Forum Message

 

 

We have moved the forum to https://forum.ngsolve.org . This is an archived version of the topics until 05/05/23. All the topics were moved to the new forum and conversations can be continued there. This forum is just kept as legacy to not invalidate old links. If you want to continue a conversation just look for the topic in the new forum.

Notice

The forum is in read only mode.

Non-homogeneous Maxwell's Equations

More
3 years 7 months ago #3157 by heitzmann
I've been trying to implement solvers for Maxwell's equations (both scattering and eigenvalue problems) in 2 and 3 dimensions. Everything worked fine in 2D (including complex domains, eigenvector sources and PML).
However, in 3D, even small problems seem to take much longer to solve than I would expect. I'm guessing I'm doing something wrong.

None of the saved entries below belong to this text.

//! # Wire Messages Between Negotiation Peers
//!
//! The protocol defines message content and ordering only; framing and
//! transport belong to the messaging layer. Three message kinds flow
//! through a session, always in the same order: a proposal travels from
//! initiator to acceptor, a partially-signed transaction comes back, and
//! the notarized transaction closes the exchange.

use serde::{Deserialize, Serialize};

use kyc_contract::{LedgerState, Party, SignedTransaction};
use kyc_crypto::AttachmentId;

/// The initiator's opening offer: the proposed ledger state, the notary
/// that will finalize it, and an optional bound document.
#[derive(Debug, Clone, PartialEq, Eq, Serialize, Deserialize)]
pub struct ProposalMessage {
    /// The state the initiator wants placed on the ledger.
    pub state: LedgerState,
    /// The notary whose signature will finalize the transaction.
    pub notary: Party,
    /// Content address of a document bound to the record, if any.
    pub attachment: Option<AttachmentId>,
}

/// A message exchanged inside one negotiation session.
#[derive(Debug, Clone, PartialEq, Eq, Serialize, Deserialize)]
pub enum FlowMessage {
    /// Initiator → acceptor: the opening proposal.
    Proposal(ProposalMessage),
    /// Acceptor → initiator: the transaction carrying the acceptor's
    /// signature.
    PartiallySigned(SignedTransaction),
    /// Initiator → acceptor: the fully notarized transaction.
    Notarized(SignedTransaction),
}

impl FlowMessage {
    /// The kind name, used in unexpected-message errors and logs.
    pub fn kind(&self) -> &'static str {
        match self {
            Self::Proposal(_) => "Proposal",
            Self::PartiallySigned(_) => "PartiallySigned",
            Self::Notarized(_) => "Notarized",
        }
    }
}
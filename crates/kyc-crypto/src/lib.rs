//! # kyc-crypto — Cryptographic Primitives
//!
//! The cryptographic building blocks of the KYC ledger:
//!
//! - **Ed25519** signing and verification. Party signatures over
//!   transaction ids are Ed25519; the notary's uniqueness/timestamp
//!   signature is the same primitive under a different key.
//! - **Attachment store** — content-addressed document blobs. An
//!   attachment's identity is the SHA-256 of its bytes; upload is
//!   idempotent and resolve verifies integrity.
//!
//! ## Crate Policy
//!
//! - Depends only on `kyc-core` internally.
//! - No mocking of cryptographic operations in tests — real Ed25519,
//!   real SHA-256.

pub mod attachment;
pub mod ed25519;

pub use attachment::{AttachmentError, AttachmentId, AttachmentStore, InMemoryAttachmentStore};
pub use ed25519::{verify, verify_with_public_key, Ed25519KeyPair, Ed25519PublicKey, Ed25519Signature};
pub use ed25519::CryptoError;
//! Contract-layer errors and the named rule texts the clause engine
//! reports. A violation always carries the specific rule that failed,
//! never a generic message.

use thiserror::Error;

use kyc_core::error::CanonicalizationError;

/// The rule texts enforced by the Place clause.
///
/// These strings are part of the protocol's observable behavior: both
/// parties report the identical text for the identical violation, and the
/// end-to-end tests assert on them.
pub mod rules {
    /// Issuance consumes nothing; re-issuing an already-placed
    /// relationship is a different transaction shape.
    pub const NO_INPUTS_ON_ISSUE: &str = "no inputs should be consumed when issuing a kyc record";
    /// One logical relationship, one new version.
    pub const SINGLE_OUTPUT_PER_GROUP: &str = "only one output state should be created for each group";
    /// A party cannot attest its own KYC record.
    pub const DISTINCT_PARTIES: &str = "the buyer and the seller cannot be the same entity";
    /// Both owning keys must appear in the command's signer set.
    pub const PARTICIPANTS_MUST_SIGN: &str = "all of the participants must be signers";
    /// The Place clause is only selectable when a Place command is present.
    pub const SINGLE_PLACE_COMMAND: &str = "exactly one place command must be present";
    /// Every command on the transaction must be claimed by some clause.
    pub const UNMATCHED_COMMANDS: &str = "no clause validated the supplied commands";
}

/// Errors raised by the contract layer.
#[derive(Error, Debug, Clone, PartialEq, Eq)]
pub enum ContractError {
    /// The transaction carries no validity window.
    #[error("must be timestamped")]
    MissingTimestamp,

    /// A named verification rule was violated.
    #[error("contract violation: {0}")]
    Violation(&'static str),

    /// Canonical serialization of a payload failed.
    #[error("canonicalization error: {0}")]
    Canonicalization(String),
}

impl From<CanonicalizationError> for ContractError {
    fn from(e: CanonicalizationError) -> Self {
        Self::Canonicalization(e.to_string())
    }
}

I attached a simple example:

File Attachment:

File Name: test3d.py
File Size:2 KB
(no PML and only 2 materials) to show what I'm doing. Should I be using a different solver or preconditioner?

Any help is appreciated!
Attachments:
More
3 years 7 months ago #3163 by joachim
Hello,

one big difference is that in 3D you have "many" negative eigenvalues, evaluating the biform with any gradient field leads to the negative sign.

A simple method is the "shifted Laplacian" preconditioning: Setup a second, artificial biform with volume damping, build the preconditioner for the artificial problem, and use it to solve the original equation:
Code:
apre = ngsolve.BilinearForm(fes) apre += p * (ngsolve.curl(u) * ngsolve.curl(w)) * ngsolve.dx apre += -(1+1j)*(k0 ** 2) * q * (u * w) * ngsolve.dx pre = ngsolve.Preconditioner(apre, "bddc")

Be careful to choose the sign of the imaginary part of the L2-coefficient according to damping, when you have also physical damping.

It still takes many iterations, and you may have to play with the damping coefficient.

Some references are: Erlangga, Vuik and Oosterlee
www.sciencedirect.com/science/article/abs/pii/S0168927404000091
or
link.springer.com/content/pdf/10.1007/s11831-007-9013-7.pdf


Best, Joachim
Attachments:
More
3 years 7 months ago #3165 by heitzmann
Thanks for the input, Joachim! I'll go thru the references you indicated and see whether I can improve the code. Our use case is for topological optimization, so any gains in a single run is a big advantage. We currently use COMSOL, but we'd love to use an open-source alternative!